WHAT TO PRODUCE ▸
Below are some records. Reproduce them exactly from their first line through the line with "around FreeRTOS tasks.", inclusive.

[Dataset entries]

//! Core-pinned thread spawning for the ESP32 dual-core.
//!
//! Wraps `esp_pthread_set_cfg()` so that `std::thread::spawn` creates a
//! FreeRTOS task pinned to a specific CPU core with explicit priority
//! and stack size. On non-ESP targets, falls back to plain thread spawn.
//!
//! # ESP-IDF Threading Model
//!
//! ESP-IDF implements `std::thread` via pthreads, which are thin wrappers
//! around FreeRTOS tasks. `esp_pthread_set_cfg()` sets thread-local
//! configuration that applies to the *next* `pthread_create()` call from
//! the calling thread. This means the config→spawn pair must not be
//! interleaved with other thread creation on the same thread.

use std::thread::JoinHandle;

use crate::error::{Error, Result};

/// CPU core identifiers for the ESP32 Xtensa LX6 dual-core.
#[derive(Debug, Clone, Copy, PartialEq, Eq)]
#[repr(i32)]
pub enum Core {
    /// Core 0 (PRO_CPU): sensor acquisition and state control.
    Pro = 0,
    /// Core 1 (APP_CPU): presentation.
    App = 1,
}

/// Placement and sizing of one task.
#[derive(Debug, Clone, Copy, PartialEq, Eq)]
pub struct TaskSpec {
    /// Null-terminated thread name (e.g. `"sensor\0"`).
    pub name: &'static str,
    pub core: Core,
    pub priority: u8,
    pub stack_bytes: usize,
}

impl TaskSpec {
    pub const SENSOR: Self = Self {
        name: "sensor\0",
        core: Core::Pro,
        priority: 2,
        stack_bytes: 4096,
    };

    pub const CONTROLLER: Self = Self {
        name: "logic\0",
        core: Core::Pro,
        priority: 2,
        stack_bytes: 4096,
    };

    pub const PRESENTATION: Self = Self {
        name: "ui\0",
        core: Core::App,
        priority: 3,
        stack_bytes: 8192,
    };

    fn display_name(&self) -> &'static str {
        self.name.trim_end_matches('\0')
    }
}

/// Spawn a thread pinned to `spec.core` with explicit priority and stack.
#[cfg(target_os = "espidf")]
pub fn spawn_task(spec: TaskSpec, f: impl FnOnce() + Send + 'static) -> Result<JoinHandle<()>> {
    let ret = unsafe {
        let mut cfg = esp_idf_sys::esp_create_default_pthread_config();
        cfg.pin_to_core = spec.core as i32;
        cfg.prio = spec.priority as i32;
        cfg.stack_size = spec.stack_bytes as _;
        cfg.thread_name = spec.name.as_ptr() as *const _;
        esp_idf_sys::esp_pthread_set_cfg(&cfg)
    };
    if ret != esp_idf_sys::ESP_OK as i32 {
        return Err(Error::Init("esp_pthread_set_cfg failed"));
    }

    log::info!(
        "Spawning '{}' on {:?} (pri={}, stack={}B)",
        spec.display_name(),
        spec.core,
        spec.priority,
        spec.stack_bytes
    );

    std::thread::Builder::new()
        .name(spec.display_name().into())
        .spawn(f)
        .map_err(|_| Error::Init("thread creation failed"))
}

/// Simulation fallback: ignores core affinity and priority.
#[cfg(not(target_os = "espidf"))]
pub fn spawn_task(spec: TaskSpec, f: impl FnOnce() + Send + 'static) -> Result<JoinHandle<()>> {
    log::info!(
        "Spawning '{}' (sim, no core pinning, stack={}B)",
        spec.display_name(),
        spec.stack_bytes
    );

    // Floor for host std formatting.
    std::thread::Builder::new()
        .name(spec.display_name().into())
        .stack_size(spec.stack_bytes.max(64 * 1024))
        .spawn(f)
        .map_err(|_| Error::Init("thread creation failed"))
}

RESPONSE TO THE EXERCISE ▸
//! Core-pinned thread spawning for the ESP32 dual-core.
//!
//! Wraps `esp_pthread_set_cfg()` so that `std::thread::spawn` creates a
//! FreeRTOS task pinned to a specific CPU core with explicit priority
//! and stack size. On non-ESP targets, falls back to plain thread spawn.
//!
//! # ESP-IDF Threading Model
//!
//! ESP-IDF implements `std::thread` via pthreads, which are thin wrappers
//! around FreeRTOS tasks. `esp_pthread_set_cfg()` sets thread-local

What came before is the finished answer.